Venka squinted at her. “What exactly are you saying?”

“I need air support.”

“Air . . . ?”

“Kitay’s built a contraption to help me fly,” Rin said bluntly.

“Oh, gods.” Venka laughed. “Of course he has.”

“He’s Chen Kitay.”

“Indeed he is. Does it work?”

“Shockingly, yes. But I need backup. I need someone with very good aim.”

She was absolutely sure Venka would say yes. She could read longing all over Venka’s face. She was looking at the bow the way some might a lover.

“They won’t let me fight,” she said finally. “Not even from the parapets.”

“So fight for me,” Rin said. “The Cike’s not in the army and the Republic can’t tell me who I can recruit. And we’re down a few men.”

“I heard.” A smile cracked across Venka’s face. Rin hadn’t seen her look so genuinely happy in a long, long time. Venka held the bow tight to her chest, caressing the carved grip. “Well, then. I’m at your service, Commander.”

Chapter 30



At dawn, Arlong’s civilians began clearing out of the city. The evacuation proceeded with impressive efficiency. The civilians had been packed and prepared for this for weeks. All families were ready to go with two bags each of clothing, medical supplies, and several days’ worth of food.

By midafternoon the city center had been hollowed out. Arlong became a shell of a city. The Republican Army quickly transformed the larger residences into defense bases with sandbags and hidden explosives.

Soldiers accompanied the civilians to the base of the cliffs, where they began a long, winding climb up to the caves inside the rock face. The pass was narrow and treacherous, and some heights could not be scaled except by using several stringy rope ladders embedded into the rock with nails.

“That’s a rough climb,” Rin said, looking doubtfully up the rock wall. The ladders were so narrow the evacuees would have to go up one by one, with no one to aid them. “Can everyone make it?”

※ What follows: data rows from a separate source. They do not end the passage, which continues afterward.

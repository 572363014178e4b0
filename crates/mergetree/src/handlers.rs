use perspectivedb_primitives::{Value, Version};

/// Invoked once per newly created merged version, fast-forward or
/// three-way (spec §4.5). The host is expected to eventually call
/// [`crate::MergeTree::local_write`] with a header carrying `merged.h.v`
/// once it has durably committed the merged body elsewhere; the
/// `MergeTree` tolerates arbitrary delay and may call this again with the
/// same version after a restart if no acknowledgment landed.
///
/// Grounded on `calimero-dag`'s `DeltaApplier` capability-trait pattern:
/// the DAG doesn't know how to apply a delta, it delegates to a trait the
/// host implements. Here the `MergeTree` doesn't know how to durably
/// commit a merged body into the user-visible store, so it delegates too.
#[async_trait::async_trait]
pub trait MergeHandler: Send + Sync {
    async fn on_merge(&self, merged: &Version, local_head: Option<&Version>);
}

/// Invoked synchronously during stage-to-local merge when the engine
/// reports `Conflict` (spec §4.5). Returns a resolved body, or `None` to
/// mark the staged item conflicting.
#[async_trait::async_trait]
pub trait ConflictHandler: Send + Sync {
    async fn on_conflict(
        &self,
        attrs: &[String],
        side_body: Option<&Value>,
        local_body: Option<&Value>,
    ) -> Option<Value>;
}

/// The default conflict handler: always marks the item conflicting rather
/// than attempting automatic resolution (spec §4.5: "Default
/// implementation returns `null`").
pub struct DefaultConflictHandler;

#[async_trait::async_trait]
impl ConflictHandler for DefaultConflictHandler {
    async fn on_conflict(
        &self,
        _attrs: &[String],
        _side_body: Option<&Value>,
        _local_body: Option<&Value>,
    ) -> Option<Value> {
        None
    }
}
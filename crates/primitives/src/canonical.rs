use sha2::{Digest, Sha256};

use crate::ids::{DocId, VersionId};
use crate::value::Value;

fn encode_bytes(bytes: &[u8], out: &mut Vec<u8>) {
    out.extend_from_slice(&(bytes.len() as u32).to_be_bytes());
    out.extend_from_slice(bytes);
}

fn encode_value(value: &Value, out: &mut Vec<u8>) {
    match value {
        Value::Null => out.push(0),
        Value::Bool(b) => {
            out.push(1);
            out.push(u8::from(*b));
        }
        Value::Int(i) => {
            out.push(2);
            out.extend_from_slice(&i.to_be_bytes());
        }
        Value::Float(f) => {
            out.push(3);
            out.extend_from_slice(&f.to_bits().to_be_bytes());
        }
        Value::Str(s) => {
            out.push(4);
            encode_bytes(s.as_bytes(), out);
        }
        Value::Bytes(b) => {
            out.push(5);
            encode_bytes(b, out);
        }
        Value::Array(items) => {
            out.push(6);
            out.extend_from_slice(&(items.len() as u32).to_be_bytes());
            for item in items {
                encode_value(item, out);
            }
        }
        Value::Map(entries) => {
            out.push(7);
            out.extend_from_slice(&(entries.len() as u32).to_be_bytes());
            // `Value::map` already sorts by key; encode in that order so
            // the hash never depends on an ad-hoc representation's own
            // iteration order.
            for (k, v) in entries {
                encode_bytes(k.as_bytes(), out);
                encode_value(v, out);
            }
        }
    }
}

/// The canonical binary encoding of a structured value: sorted map keys,
/// length-prefixed strings/bytes, fixed-width explicitly-typed scalars.
/// This is the only encoding ever fed into [`content_hash`] — never a
/// `serde_json`/`borsh` encoding of the same value (spec.md §9).
#[must_use]
pub fn canonical_encode(value: &Value) -> Vec<u8> {
    let mut out = Vec::new();
    encode_value(value, &mut out);
    out
}

/// Computes a content-derived version id: the first `v_size` bytes of
/// SHA-256 over the canonical encoding of `{id, pa (sorted), d?, b}`
/// (spec.md §3.2 invariant 4). `v_size` must be in `1..=6`.
///
/// Parents are sorted here — callers must never hash before sorting, per
/// spec.md's "sort-first-hash-last" resolution of the source's historical
/// ambiguity.
#[must_use]
pub fn content_hash(
    id: &DocId,
    pa: &[VersionId],
    d: Option<bool>,
    b: Option<&Value>,
    v_size: usize,
) -> VersionId {
    let mut buf = Vec::new();
    encode_bytes(id.as_bytes(), &mut buf);

    let mut sorted_pa: Vec<&VersionId> = pa.iter().collect();
    sorted_pa.sort_by(|a, b| a.as_bytes().cmp(b.as_bytes()));
    buf.extend_from_slice(&(sorted_pa.len() as u32).to_be_bytes());
    for p in sorted_pa {
        encode_bytes(p.as_bytes(), &mut buf);
    }

    buf.push(match d {
        Some(true) => 1,
        Some(false) => 0,
        None => 2,
    });

    match b {
        Some(v) => {
            buf.push(1);
            buf.extend_from_slice(&canonical_encode(v));
        }
        None => buf.push(0),
    }

    let digest = Sha256::digest(&buf);
    VersionId::from_slice(&digest[..v_size]).expect("v_size is validated to be in 1..=6")
}

#[cfg(test)]
mod tests {
    use super::*;

    fn doc(bytes: &[u8]) -> DocId {
        DocId::new(bytes.to_vec()).unwrap()
    }

    fn vid(b: u8) -> VersionId {
        VersionId::from_slice(&[b]).unwrap()
    }

    #[test]
    fn deterministic_across_parent_order() {
        let id = doc(b"x");
        let b = Value::Int(1);
        let h1 = content_hash(&id, &[vid(1), vid(2)], None, Some(&b), 6);
        let h2 = content_hash(&id, &[vid(2), vid(1)], None, Some(&b), 6);
        assert_eq!(h1, h2, "content hash must not depend on caller-supplied parent order");
    }

    #[test]
    fn differs_on_body_change() {
        let id = doc(b"x");
        let h1 = content_hash(&id, &[], None, Some(&Value::Int(1)), 6);
        let h2 = content_hash(&id, &[], None, Some(&Value::Int(2)), 6);
        assert_ne!(h1, h2);
    }

    #[test]
    fn map_key_order_does_not_affect_hash() {
        let id = doc(b"x");
        let a = Value::map([("a".into(), Value::Int(1)), ("b".into(), Value::Int(2))]);
        let b = Value::map([("b".into(), Value::Int(2)), ("a".into(), Value::Int(1))]);
        let h1 = content_hash(&id, &[], None, Some(&a), 6);
        let h2 = content_hash(&id, &[], None, Some(&b), 6);
        assert_eq!(h1, h2);
    }
}
//! Integration tests for `MergeTree`'s local/remote write pipelines and
//! the merge dispatch (spec §4.2, §5).

use std::sync::{Arc, Mutex};

use async_trait::async_trait;
use perspectivedb_mergetree::{
    DefaultConflictHandler, MergeHandler, MergeTree, MergeTreeConfig, MergeTreeError,
    PerspectiveConfig,
};
use perspectivedb_primitives::{DocId, Header, PerspectiveName, Value, Version, VersionId};
use perspectivedb_store::InMemoryDb;

struct RecordingMergeHandler {
    merges: Mutex<Vec<Version>>,
}

impl RecordingMergeHandler {
    fn new() -> Self {
        Self { merges: Mutex::new(Vec::new()) }
    }
}

#[async_trait]
impl MergeHandler for RecordingMergeHandler {
    async fn on_merge(&self, merged: &Version, _local_head: Option<&Version>) {
        self.merges.lock().unwrap().push(merged.clone());
    }
}

fn doc() -> DocId {
    DocId::new(b"d".to_vec()).unwrap()
}

fn build(db: Arc<InMemoryDb>) -> (MergeTree<InMemoryDb>, Arc<RecordingMergeHandler>) {
    let handler = Arc::new(RecordingMergeHandler::new());
    let tree = MergeTree::new(
        db,
        MergeTreeConfig::default(),
        handler.clone(),
        Arc::new(DefaultConflictHandler),
    );
    (tree, handler)
}

#[tokio::test]
async fn fresh_local_write_becomes_a_root_with_no_parents() {
    let (mt, _) = build(Arc::new(InMemoryDb::new()));
    let mut h = Header::new(doc());
    h.v = None;
    let written = mt
        .local_write(h, None, Some(Value::map([("a".into(), Value::Int(1))])))
        .await
        .unwrap();
    assert!(written.h.pa.is_empty());
}

#[tokio::test]
async fn second_local_write_chains_onto_the_existing_head() {
    let (mt, _) = build(Arc::new(InMemoryDb::new()));
    let first = mt
        .local_write(Header::new(doc()), None, Some(Value::map([])))
        .await
        .unwrap();
    let second = mt
        .local_write(Header::new(doc()), None, Some(Value::map([])))
        .await
        .unwrap();
    assert_eq!(second.h.pa, vec![first.h.v.unwrap()]);
}

#[tokio::test]
async fn remote_write_to_unknown_perspective_is_rejected() {
    let (mt, _) = build(Arc::new(InMemoryDb::new()));
    let mut h = Header::new(doc());
    h.v = Some(VersionId::random(6));
    let version = Version::new(h, None, Some(Value::map([])));
    let err = mt.remote_write(&"peer-1".to_string(), version).unwrap_err();
    assert!(matches!(err, MergeTreeError::UnknownPerspective(_)));
}

#[tokio::test]
async fn fast_forward_merge_requires_no_conflict_handler_call() {
    let db = Arc::new(InMemoryDb::new());
    let (mt, handler) = build(db);
    let pe: PerspectiveName = "peer-1".to_string();
    mt.register_perspective(pe.clone(), PerspectiveConfig::default()).unwrap();

    let local_root = mt
        .local_write(Header::new(doc()), None, Some(Value::map([("a".into(), Value::Int(1))])))
        .await
        .unwrap();

    let mut h = Header::new(doc());
    h.v = Some(local_root.h.v.unwrap());
    h.pa = vec![];
    let root_version = Version::new(h, None, Some(Value::map([("a".into(), Value::Int(1))])));
    mt.remote_write(&pe, root_version).unwrap();

    let mut h2 = Header::new(doc());
    h2.v = Some(VersionId::from_slice(&[9, 9, 9, 9, 9, 9]).unwrap());
    h2.pa = vec![local_root.h.v.unwrap()];
    let child = Version::new(h2, None, Some(Value::map([("a".into(), Value::Int(2))])));
    mt.remote_write(&pe, child).unwrap();

    mt.copy_missing_to_stage(&pe).unwrap();
    mt.merge_stage_with_local(&pe).await.unwrap();

    assert_eq!(handler.merges.lock().unwrap().len(), 1);
}

#[tokio::test]
async fn independently_created_roots_merge_without_a_conflict_handler_call() {
    // spec.md §8.4 S2: a perspective root with no shared history with the
    // local head still merges cleanly instead of erroring.
    let db = Arc::new(InMemoryDb::new());
    let (mt, handler) = build(db);
    let pe: PerspectiveName = "peer-1".to_string();
    mt.register_perspective(pe.clone(), PerspectiveConfig::default()).unwrap();

    mt.local_write(
        Header::new(doc()),
        None,
        Some(Value::map([("a".into(), Value::Int(1)), ("b".into(), Value::Int(1))])),
    )
    .await
    .unwrap();

    let mut h = Header::new(doc());
    h.v = Some(VersionId::from_slice(&[0x11, 0, 0, 0, 0, 0]).unwrap());
    h.pa = vec![];
    let incoming_root = Version::new(
        h,
        None,
        Some(Value::map([("a".into(), Value::Int(1)), ("b".into(), Value::Int(2))])),
    );
    mt.remote_write(&pe, incoming_root).unwrap();

    mt.copy_missing_to_stage(&pe).unwrap();
    mt.merge_stage_with_local(&pe).await.unwrap();

    let merges = handler.merges.lock().unwrap();
    assert_eq!(merges.len(), 1);
    let body = merges[0].b.as_ref().unwrap();
    assert_eq!(body.get("a"), Some(&Value::Int(1)));
    assert_eq!(body.get("b"), Some(&Value::Int(2)));
    assert_eq!(merges[0].h.pa.len(), 2);
}
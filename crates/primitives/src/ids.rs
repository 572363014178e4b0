use std::fmt;

use borsh::{BorshDeserialize, BorshSerialize};
use rand::RngCore;
use serde::{Deserialize, Serialize};
use thiserror::Error;

/// Errors that can occur while constructing or validating the small fixed
/// identifiers used throughout a tree.
#[derive(Debug, Error)]
#[non_exhaustive]
pub enum PrimitiveError {
    #[error("document id exceeds the 255-byte limit ({0} bytes)")]
    DocIdTooLong(usize),
    #[error("version size {0} is out of the supported range 1..=6")]
    SizeOutOfRange(usize),
    #[error("version id length {actual} does not match configured size {expected}")]
    VersionIdLengthMismatch { expected: usize, actual: usize },
}

/// Maximum byte length of a document identity (spec: "≤255 bytes").
pub const MAX_DOC_ID_LEN: usize = 255;

/// Maximum supported `vSize` / `iSize`.
pub const MAX_SIZE: usize = 6;

/// Opaque document identity. Treated as an unsigned byte sequence of at
/// most 255 bytes; never interpreted.
#[derive(Clone, PartialEq, Eq, PartialOrd, Ord, Hash, Serialize, Deserialize, BorshSerialize, BorshDeserialize)]
pub struct DocId(Box<[u8]>);

impl DocId {
    pub fn new(bytes: impl Into<Vec<u8>>) -> Result<Self, PrimitiveError> {
        let bytes = bytes.into();
        if bytes.len() > MAX_DOC_ID_LEN {
            return Err(PrimitiveError::DocIdTooLong(bytes.len()));
        }
        Ok(Self(bytes.into_boxed_slice()))
    }

    #[must_use]
    pub fn as_bytes(&self) -> &[u8] {
        &self.0
    }
}

impl fmt::Debug for DocId {
    fn fmt(&self, f: &mut fmt::Formatter<'_>) -> fmt::Result {
        write!(f, "DocId({})", hex::encode(&self.0))
    }
}

impl AsRef<[u8]> for DocId {
    fn as_ref(&self) -> &[u8] {
        &self.0
    }
}

/// A version identifier: exactly `vSize` bytes (1..=6), either random
/// (fresh local change) or content-derived (merges). Perspective versions
/// carry whatever the peer assigned verbatim.
#[derive(Clone, Copy, PartialEq, Eq, PartialOrd, Ord, Hash, Serialize, Deserialize, BorshSerialize, BorshDeserialize)]
pub struct VersionId {
    bytes: [u8; MAX_SIZE],
    len: u8,
}

impl VersionId {
    pub fn from_slice(slice: &[u8]) -> Result<Self, PrimitiveError> {
        if slice.is_empty() || slice.len() > MAX_SIZE {
            return Err(PrimitiveError::SizeOutOfRange(slice.len()));
        }
        let mut bytes = [0_u8; MAX_SIZE];
        bytes[..slice.len()].copy_from_slice(slice);
        Ok(Self {
            bytes,
            len: slice.len() as u8,
        })
    }

    /// Generates a fresh random version id of the given size, for brand-new
    /// local changes (spec §3.2 invariant 4: "random" versions).
    #[must_use]
    pub fn random(v_size: usize) -> Self {
        let mut bytes = [0_u8; MAX_SIZE];
        rand::thread_rng().fill_bytes(&mut bytes[..v_size]);
        Self {
            bytes,
            len: v_size as u8,
        }
    }

    #[must_use]
    pub fn as_bytes(&self) -> &[u8] {
        &self.bytes[..self.len as usize]
    }

    #[must_use]
    pub fn len(&self) -> usize {
        self.len as usize
    }

    #[must_use]
    pub fn is_empty(&self) -> bool {
        self.len == 0
    }

    pub fn check_size(&self, v_size: usize) -> Result<(), PrimitiveError> {
        if self.len() != v_size {
            return Err(PrimitiveError::VersionIdLengthMismatch {
                expected: v_size,
                actual: self.len(),
            });
        }
        Ok(())
    }
}

impl fmt::Debug for VersionId {
    fn fmt(&self, f: &mut fmt::Formatter<'_>) -> fmt::Result {
        write!(f, "VersionId({})", hex::encode(self.as_bytes()))
    }
}

impl AsRef<[u8]> for VersionId {
    fn as_ref(&self) -> &[u8] {
        self.as_bytes()
    }
}

/// The name of a perspective (peer). Interned as a plain owned string; the
/// local and stage trees use the reserved names `"local"`/`"stage"` and
/// reject a perspective registering under either (spec §4.2.2
/// `NameCollision`).
pub type PerspectiveName = String;

pub const LOCAL_TREE_NAME: &str = "local";
pub const STAGE_TREE_NAME: &str = "stage";

/// Monotonic insertion index, always serialized as exactly `iSize`
/// big-endian bytes.
#[derive(Clone, Copy, PartialEq, Eq, PartialOrd, Ord, Hash, Debug, Serialize, Deserialize, BorshSerialize, BorshDeserialize)]
pub struct InsertionIndex(pub u64);

impl InsertionIndex {
    #[must_use]
    pub fn to_be_bytes(self, i_size: usize) -> Vec<u8> {
        let full = self.0.to_be_bytes();
        full[full.len() - i_size..].to_vec()
    }

    pub fn from_be_bytes(bytes: &[u8]) -> Self {
        let mut full = [0_u8; 8];
        full[8 - bytes.len()..].copy_from_slice(bytes);
        Self(u64::from_be_bytes(full))
    }

    #[must_use]
    pub fn next(self) -> Self {
        Self(self.0 + 1)
    }
}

“They’ll get over it.” Venka walked up behind her with two small, sniffling children in tow, a brother and sister who’d been separated from their parents in the crowd. “Our people have been using those hills as hideouts for years. We hid there during the Era of Warring States. We hid there when the Federation came. We’ll survive this, too.” She hoisted the girl up onto her hip and jerked her brother along. “Come on, hurry up.”

Rin glanced backward over her shoulder at the masses of people moving below.

Maybe the caves would keep the Dragons safe. But the southern refugees had been ordered to occupy the valley lowlands, and that was just open space.

The official word was that the caves were too small to accommodate everyone, and so the refugees would have to make do. But the valley provided no shelter at all. Exposed to the elements, with no natural or military barriers to hide behind, the refugees would have no protection from the weather or the Militia—and certainly not from Feylen.

But where else were they going to go? They wouldn’t have fled to Arlong if home were safe.

“I’m hungry,” complained the boy.

“I don’t care.” Venka tugged at his skinny wrist. “Stop crying. Walk faster.”


“This battle will take place primarily in three stages,” said Vaisra. “One, we will fend them off at the outer channel between the Red Cliffs. Two, we win the ground battle in the city. Three, they will try to retreat along the coast, and we will pick them off. We’ll get to that stage if we are miraculously lucky.”

His officers nodded grimly.

Rin glanced around the council room, amazed by how many faces she’d never seen before. A good half of the officers were newly promoted. They wore the stripes of senior leadership, but they looked five years older than Rin at most.